Beginning with the first line, transcribe the entries below exactly through the line containing "Base64 payload, optionally", inclusive.

**Items from a dataset**
========================================================================

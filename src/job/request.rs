//! Inbound job payload: typed request and its validation.
//!
//! Validation runs on the raw JSON so every problem in the payload can be
//! reported at once, instead of stopping at the first serde error.

use crate::config::WorkerConfig;
use crate::error::ValidationError;
use serde::{Deserialize, Serialize};
use serde_json::{Map, Value};
use std::collections::HashSet;

/// Filename used when a file entry carries none.
pub const DEFAULT_FILENAME: &str = "document";

/// A requested scalar field.
#[derive(Debug, Clone, PartialEq, Eq, Serialize, Deserialize)]
pub struct FieldSpec {
    pub name: String,
    #[serde(default)]
    pub description: String,
}

/// A requested table.
#[derive(Debug, Clone, PartialEq, Eq, Serialize, Deserialize)]
pub struct TableSpec {
    pub name: String,
    #[serde(default)]
    pub description: String,
}

/// One input document as sent by the caller.
#[derive(Debug, Clone, PartialEq, Eq, Serialize, Deserialize)]
pub struct InputDocument {
    pub filename: String,
    /// Base64 payload, optionally prefixed by a `data:...;base64,` URI header.
    pub data: String,
}

/// A validated extraction request.
#[derive(Debug, Clone, PartialEq, Serialize, Deserialize)]
pub struct ExtractionRequest {
    pub files: Vec<InputDocument>,
    pub fields: Vec<FieldSpec>,
    pub tables: Vec<TableSpec>,
    pub max_img_size: u32,
    pub model_name: String,
}

/// The payload of a job, unwrapping an optional `{"input": ...}` envelope.
pub fn job_input(job: &Value) -> &Value {
    match job.get("input") {
        Some(inner) if job.as_object().is_some_and(|o| o.len() == 1) => inner,
        _ => job,
    }
}

/// Check `payload` and build the typed request, reporting every violation.
pub fn validate(payload: &Value, defaults: &WorkerConfig) -> Result<ExtractionRequest, ValidationError> {
    let Some(obj) = payload.as_object() else {
        return Err(ValidationError::new(vec![
            "Request payload must be a JSON object".to_string(),
        ]));
    };

    let mut errors = Vec::new();
    let files = validate_files(obj, &mut errors);
    let fields = validate_specs(obj, "fields", "Field", "field", &mut errors);
    let tables = validate_specs(obj, "tables", "Table", "table", &mut errors);

    let field_count = obj.get("fields").and_then(Value::as_array).map_or(0, Vec::len);
    let table_count = obj.get("tables").and_then(Value::as_array).map_or(0, Vec::len);
    if field_count == 0 && table_count == 0 {
        errors.push("At least one field or table must be specified".to_string());
    }

    let max_img_size = match obj.get("max_img_size") {
        None | Some(Value::Null) => defaults.default_max_img_size,
        Some(v) => match v.as_u64() {
            Some(n) if (32..=u32::MAX as u64).contains(&n) => n as u32,
            _ => {
                errors.push(format!("'max_img_size' must be an integer ≥ 32, got {v}"));
                defaults.default_max_img_size
            }
        },
    };

    let model_name = match obj.get("model_name") {
        None | Some(Value::Null) => defaults.default_model.clone(),
        Some(Value::String(s)) if !s.trim().is_empty() => s.clone(),
        Some(_) => {
            errors.push("'model_name' must be a non-empty string".to_string());
            defaults.default_model.clone()
        }
    };

    if !errors.is_empty() {
        return Err(ValidationError::new(errors));
    }

    Ok(ExtractionRequest {
        files,
        fields: fields
            .into_iter()
            .map(|(name, description)| FieldSpec { name, description })
            .collect(),
        tables: tables
            .into_iter()
            .map(|(name, description)| TableSpec { name, description })
            .collect(),
        max_img_size,
        model_name,
    })
}

fn validate_files(obj: &Map<String, Value>, errors: &mut Vec<String>) -> Vec<InputDocument> {
    let list = match obj.get("files") {
        None => {
            errors.push("Missing required field: 'files'".to_string());
            return Vec::new();
        }
        Some(Value::Array(list)) => list,
        Some(_) => {
            errors.push("'files' must be a list".to_string());
            return Vec::new();
        }
    };
    if list.is_empty() {
        errors.push("'files' list cannot be empty".to_string());
    }

    let mut files = Vec::with_capacity(list.len());
    for (i, entry) in list.iter().enumerate() {
        let Some(file) = entry.as_object() else {
            errors.push(format!("File at index {i} must be a dictionary"));
            continue;
        };
        let data = match file.get("data") {
            Some(Value::String(s)) if !s.trim().is_empty() => s.clone(),
            Some(Value::String(_)) => {
                errors.push(format!("File at index {i} has empty 'data'"));
                continue;
            }
            Some(_) => {
                errors.push(format!("File at index {i} 'data' must be a base64 string"));
                continue;
            }
            None => {
                errors.push(format!("File at index {i} missing required 'data' property"));
                continue;
            }
        };
        let filename = match file.get("filename") {
            Some(Value::String(s)) if !s.trim().is_empty() => s.clone(),
            None | Some(Value::Null) => DEFAULT_FILENAME.to_string(),
            Some(Value::String(_)) => DEFAULT_FILENAME.to_string(),
            Some(_) => {
                errors.push(format!("File at index {i} 'filename' must be a string"));
                continue;
            }
        };
        files.push(InputDocument { filename, data });
    }
    files
}

/// Validate the `fields` or `tables` list; returns `(name, description)` pairs.
fn validate_specs(
    obj: &Map<String, Value>,
    key: &str,
    label: &str,
    noun: &str,
    errors: &mut Vec<String>,
) -> Vec<(String, String)> {
    let list = match obj.get(key) {
        None | Some(Value::Null) => return Vec::new(),
        Some(Value::Array(list)) => list,
        Some(_) => {
            errors.push(format!("'{key}' must be a list"));
            return Vec::new();
        }
    };

    let mut seen = HashSet::new();
    let mut specs = Vec::with_capacity(list.len());
    for (i, entry) in list.iter().enumerate() {
        let Some(spec) = entry.as_object() else {
            errors.push(format!("{label} at index {i} must be a dictionary"));
            continue;
        };
        let name = match spec.get("name") {
            Some(Value::String(s)) if !s.trim().is_empty() => s.trim().to_string(),
            Some(Value::String(_)) => {
                errors.push(format!("{label} at index {i} has an empty 'name'"));
                continue;
            }
            Some(_) => {
                errors.push(format!("{label} at index {i} 'name' must be a string"));
                continue;
            }
            None => {
                errors.push(format!("{label} at index {i} missing required 'name' property"));
                continue;
            }
        };
        if !seen.insert(name.clone()) {
            errors.push(format!("Duplicate {noun} name '{name}'"));
            continue;
        }
        let description = spec
            .get("description")
            .and_then(Value::as_str)
            .unwrap_or_default()
            .to_string();
        specs.push((name, description));
    }
    specs
}
//! Hardware probe for the server's device profile.

use crate::config::DeviceMode;
use std::process::Command;
use std::sync::OnceLock;
use tracing::{debug, info};

impl DeviceMode {
    /// Resolve to "accelerator present?", probing only in `Auto` mode.
    pub fn resolve(self) -> bool {
        match self {
            DeviceMode::Accelerator => true,
            DeviceMode::Cpu => false,
            DeviceMode::Auto => accelerator_available(),
        }
    }
}

/// Whether a CUDA-capable GPU is visible. Cached for the process lifetime.
///
/// Uses `nvidia-smi` in a subprocess so a broken driver cannot take this
/// process down with it.
pub fn accelerator_available() -> bool {
    static AVAILABLE: OnceLock<bool> = OnceLock::new();

    *AVAILABLE.get_or_init(|| {
        let count = query_gpu_count();
        match count {
            Some(n) if n > 0 => {
                info!("Accelerator probe: {} GPU(s) visible", n);
                true
            }
            _ => {
                debug!("Accelerator probe: no GPU visible");
                false
            }
        }
    })
}

fn query_gpu_count() -> Option<u32> {
    let output = Command::new("nvidia-smi")
        .arg("--query-gpu=count")
        .arg("--format=csv,noheader")
        .output()
        .ok()?;
    if !output.status.success() {
        return None;
    }
    parse_gpu_count(&String::from_utf8_lossy(&output.stdout))
}

/// `nvidia-smi` prints the count once per GPU; the first line is enough.
fn parse_gpu_count(stdout: &str) -> Option<u32> {
    stdout.lines().next()?.trim().parse().ok()
}

#[cfg(test)]
mod tests {
    use super::*;

    #[test]
    fn explicit_modes_skip_probe() {
        assert!(DeviceMode::Accelerator.resolve());
        assert!(!DeviceMode::Cpu.resolve());
    }

    #[test]
    fn parse_gpu_count_reads_first_line() {
        assert_eq!(parse_gpu_count("2\n2\n"), Some(2));
        assert_eq!(parse_gpu_count(" 1 "), Some(1));
        assert_eq!(parse_gpu_count(""), None);
        assert_eq!(parse_gpu_count("No devices were found"), None);
    }
}
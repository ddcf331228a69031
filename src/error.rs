//! Error types for the docext-worker library.
//!
//! Three error types reflect three distinct failure modes:
//!
//! * [`ExtractError`]: **Fatal** for the operation that returned it: the
//!   supervised server could not be started, a job could not be staged, or no
//!   document in a job produced anything. Job-level errors are folded into a
//!   failure envelope by [`crate::job::JobHandler`] and never escape it.
//!
//! * [`PageError`]: **Non-fatal**: a single page failed (encode glitch,
//!   backend timeout, malformed reply) while its sibling pages carried on.
//!   Stored inside [`crate::output::PageResult`] and rendered as an explicit
//!   marker in the aggregated document content.
//!
//! * [`ValidationError`]: the inbound job payload is malformed. It carries
//!   every violation found, not just the first one.

use crate::supervisor::ServerState;
use serde::{Deserialize, Serialize};
use std::path::PathBuf;
use thiserror::Error;

/// All fatal errors returned by the docext-worker library.
#[derive(Debug, Error)]
pub enum ExtractError {
    // ── Request errors ────────────────────────────────────────────────────
    /// The job payload failed validation; nothing was staged.
    #[error(transparent)]
    Validation(#[from] ValidationError),

    // ── Supervisor errors ─────────────────────────────────────────────────
    /// The supervised server never answered its health check in time.
    #[error(
        "Extraction server on {host}:{port} did not become ready within {secs}s\n\
The process was stopped. Increase the startup timeout for large models."
    )]
    StartupTimeout { host: String, port: u16, secs: u64 },

    /// The supervised server exited before it ever became ready.
    #[error("Extraction server exited before becoming ready ({status})\n{output}")]
    ProcessCrash { status: String, output: String },

    /// A second server was started while one is still live.
    #[error("An extraction server is already running (pid {pid:?}); stop it first")]
    AlreadyRunning { pid: Option<u32> },

    /// The requested operation makes no sense for the handle's current state.
    #[error("Cannot {operation} a server handle in state {state}")]
    InvalidState {
        operation: &'static str,
        state: ServerState,
    },

    /// The server program could not be spawned at all.
    #[error("Failed to spawn '{program}': {source}")]
    Spawn {
        program: String,
        #[source]
        source: std::io::Error,
    },

    /// A job arrived before the supervised server reported readiness.
    #[error("Extraction server is not ready (state: {state})")]
    ServerNotReady { state: ServerState },

    // ── Pipeline errors ───────────────────────────────────────────────────
    /// A document could not be split into pages. Fatal for that document.
    #[error("Failed to decompose '{document}' into pages: {detail}")]
    PageDecomposition { document: String, detail: String },

    /// Every page of every decomposable document failed in the backend.
    #[error("Extraction backend failed on all {pages} pages\nFirst error: {first_error}")]
    BackendCall { pages: usize, first_error: String },

    /// None of the documents in the job could be decomposed.
    #[error("None of the {total} documents could be processed\nFirst error: {first_error}")]
    NoDocumentsProcessed { total: usize, first_error: String },

    // ── Staging errors ────────────────────────────────────────────────────
    /// One input document could not be decoded or written to disk.
    #[error("Failed to stage document '{document}': {detail}")]
    Staging { document: String, detail: String },

    /// A filesystem operation outside staging failed.
    #[error("I/O error on '{path}': {source}")]
    Io {
        path: PathBuf,
        #[source]
        source: std::io::Error,
    },

    // ── Config errors ─────────────────────────────────────────────────────
    /// Builder validation failed.
    #[error("Invalid configuration: {0}")]
    InvalidConfig(String),

    // ── Catch-all ─────────────────────────────────────────────────────────
    /// Unexpected internal error (task panic, poisoned state).
    #[error("Internal error: {0}")]
    Internal(String),
}

impl ExtractError {
    /// The envelope category this error is reported under.
    pub fn kind(&self) -> ErrorKind {
        match self {
            ExtractError::Validation(_) => ErrorKind::Validation,
            _ => ErrorKind::Processing,
        }
    }
}

/// Failure category reported in the `error_type` field of a job response.
#[derive(Debug, Clone, Copy, PartialEq, Eq, Serialize, Deserialize)]
pub enum ErrorKind {
    #[serde(rename = "validation_error")]
    Validation,
    #[serde(rename = "processing_error")]
    Processing,
}

/// Every violation found in one job payload.
///
/// Displayed as a single `; `-joined message so a caller can fix all issues
/// in one round trip.
#[derive(Debug, Clone, PartialEq, Eq, Error)]
#[error("{}", .violations.join("; "))]
pub struct ValidationError {
    pub violations: Vec<String>,
}

impl ValidationError {
    pub fn new(violations: Vec<String>) -> Self {
        Self { violations }
    }

    /// Whether any recorded violation contains `needle`.
    pub fn mentions(&self, needle: &str) -> bool {
        self.violations.iter().any(|v| v.contains(needle))
    }
}

/// A non-fatal error for a single page.
///
/// Stored in [`crate::output::PageOutcome::Failed`]. The document continues
/// unless every page fails.
#[derive(Debug, Clone, PartialEq, Error, Serialize, Deserialize)]
pub enum PageError {
    /// The page raster could not be encoded or written to its scratch file.
    #[error("Page {page}: could not prepare page image: {detail}")]
    Encode { page: usize, detail: String },

    /// The backend call failed after retries.
    #[error("Page {page}: extraction failed after {retries} retries: {detail}")]
    Extraction {
        page: usize,
        retries: u32,
        detail: String,
    },

    /// The backend call timed out on its final attempt.
    #[error("Page {page}: extraction timed out after {secs}s")]
    Timeout { page: usize, secs: u64 },
}

impl PageError {
    /// Short human-readable reason, without the page prefix.
    pub fn reason(&self) -> String {
        match self {
            PageError::Encode { detail, .. } => detail.clone(),
            PageError::Extraction { detail, .. } => detail.clone(),
            PageError::Timeout { secs, .. } => format!("timed out after {secs}s"),
        }
    }
}

/// Render an error and its `source()` chain, one cause per line.
///
/// Used as the diagnostic detail of processing-failure envelopes.
pub fn diagnostic_chain(err: &(dyn std::error::Error + 'static)) -> String {
    let mut out = format!("error: {err}");
    let mut source = err.source();
    while let Some(cause) = source {
        out.push_str(&format!("\ncaused by: {cause}"));
        source = cause.source();
    }
    out
}
//! Progress-callback trait for per-page extraction events.
//!
//! Inject an [`Arc<dyn ExtractionProgressCallback>`] via
//! [`crate::config::WorkerConfigBuilder::progress_callback`] to receive
//! events as the pipeline processes each page of each document.
//!
//! # Example
//!
//! ```rust
//! use docext_worker::{ExtractionProgressCallback, WorkerConfig};
//! use std::sync::{Arc, atomic::{AtomicUsize, Ordering}};
//!
//! struct FailureCounter {
//!     failed: AtomicUsize,
//! }
//!
//! impl ExtractionProgressCallback for FailureCounter {
//!     fn on_page_error(&self, document: &str, page: usize, _total: usize, error: &str) {
//!         self.failed.fetch_add(1, Ordering::SeqCst);
//!         eprintln!("{document} page {page}: {error}");
//!     }
//! }
//!
//! let counter = Arc::new(FailureCounter { failed: AtomicUsize::new(0) });
//! let config = WorkerConfig::builder()
//!     .progress_callback(counter as Arc<dyn ExtractionProgressCallback>)
//!     .build()
//!     .unwrap();
//! ```

use std::sync::Arc;

/// Called by the page pipeline as it processes each document.
///
/// Implementations must be `Send + Sync`: with `page_concurrency > 1` the
/// page events of one document may arrive concurrently and out of order.
/// All methods default to no-ops.
pub trait ExtractionProgressCallback: Send + Sync {
    /// Called once per document after it has been decomposed.
    fn on_document_start(&self, document: &str, total_pages: usize) {
        let _ = (document, total_pages);
    }

    /// Called just before a page is submitted to the backend.
    fn on_page_start(&self, document: &str, page: usize, total_pages: usize) {
        let _ = (document, page, total_pages);
    }

    /// Called when a page produced a result (content or an empty marker).
    fn on_page_complete(&self, document: &str, page: usize, total_pages: usize, content_len: usize) {
        let _ = (document, page, total_pages, content_len);
    }

    /// Called when a page failed after all retries.
    fn on_page_error(&self, document: &str, page: usize, total_pages: usize, error: &str) {
        let _ = (document, page, total_pages, error);
    }

    /// Called once per document after every page has been attempted.
    fn on_document_complete(&self, document: &str, total_pages: usize, success_count: usize) {
        let _ = (document, total_pages, success_count);
    }
}

/// A no-op implementation for callers that don't need progress events.
pub struct NoopProgressCallback;

impl ExtractionProgressCallback for NoopProgressCallback {}

/// Convenience alias matching the type stored in [`crate::config::WorkerConfig`].
pub type ProgressCallback = Arc<dyn ExtractionProgressCallback>;

#[cfg(test)]
mod tests {
    use super::*;
    use std::sync::atomic::{AtomicUsize, Ordering};

    #[derive(Default)]
    struct Tracking {
        starts: AtomicUsize,
        completes: AtomicUsize,
        errors: AtomicUsize,
    }

    impl ExtractionProgressCallback for Tracking {
        fn on_page_start(&self, _d: &str, _p: usize, _t: usize) {
            self.starts.fetch_add(1, Ordering::SeqCst);
        }

        fn on_page_complete(&self, _d: &str, _p: usize, _t: usize, _len: usize) {
            self.completes.fetch_add(1, Ordering::SeqCst);
        }

        fn on_page_error(&self, _d: &str, _p: usize, _t: usize, _e: &str) {
            self.errors.fetch_add(1, Ordering::SeqCst);
        }
    }

    #[test]
    fn noop_callback_does_not_panic() {
        let cb = NoopProgressCallback;
        cb.on_document_start("a.pdf", 2);
        cb.on_page_start("a.pdf", 1, 2);
        cb.on_page_complete("a.pdf", 1, 2, 10);
        cb.on_page_error("a.pdf", 2, 2, "boom");
        cb.on_document_complete("a.pdf", 2, 1);
    }

    #[test]
    fn tracking_callback_through_arc_dyn() {
        let tracker = Arc::new(Tracking::default());
        let cb: ProgressCallback = tracker.clone();
        cb.on_page_start("a.pdf", 1, 2);
        cb.on_page_complete("a.pdf", 1, 2, 12);
        cb.on_page_start("a.pdf", 2, 2);
        cb.on_page_error("a.pdf", 2, 2, "timeout");

        assert_eq!(tracker.starts.load(Ordering::SeqCst), 2);
        assert_eq!(tracker.completes.load(Ordering::SeqCst), 1);
        assert_eq!(tracker.errors.load(Ordering::SeqCst), 1);
    }
}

========================================================================

**SOLUTION TO THE PROBLEM**
filename src/job/request.rs
//! Inbound job payload: typed request and its validation.
//!
//! Validation runs on the raw JSON so every problem in the payload can be
//! reported at once, instead of stopping at the first serde error.

use crate::config::WorkerConfig;
use crate::error::ValidationError;
use serde::{Deserialize, Serialize};
use serde_json::{Map, Value};
use std::collections::HashSet;

/// Filename used when a file entry carries none.
pub const DEFAULT_FILENAME: &str = "document";

/// A requested scalar field.
#[derive(Debug, Clone, PartialEq, Eq, Serialize, Deserialize)]
pub struct FieldSpec {
    pub name: String,
    #[serde(default)]
    pub description: String,
}

/// A requested table.
#[derive(Debug, Clone, PartialEq, Eq, Serialize, Deserialize)]
pub struct TableSpec {
    pub name: String,
    #[serde(default)]
    pub description: String,
}

/// One input document as sent by the caller.
#[derive(Debug, Clone, PartialEq, Eq, Serialize, Deserialize)]
pub struct InputDocument {
    pub filename: String,
    /// Base64 payload, optionally prefixed by a `data:...;base64,` URI header.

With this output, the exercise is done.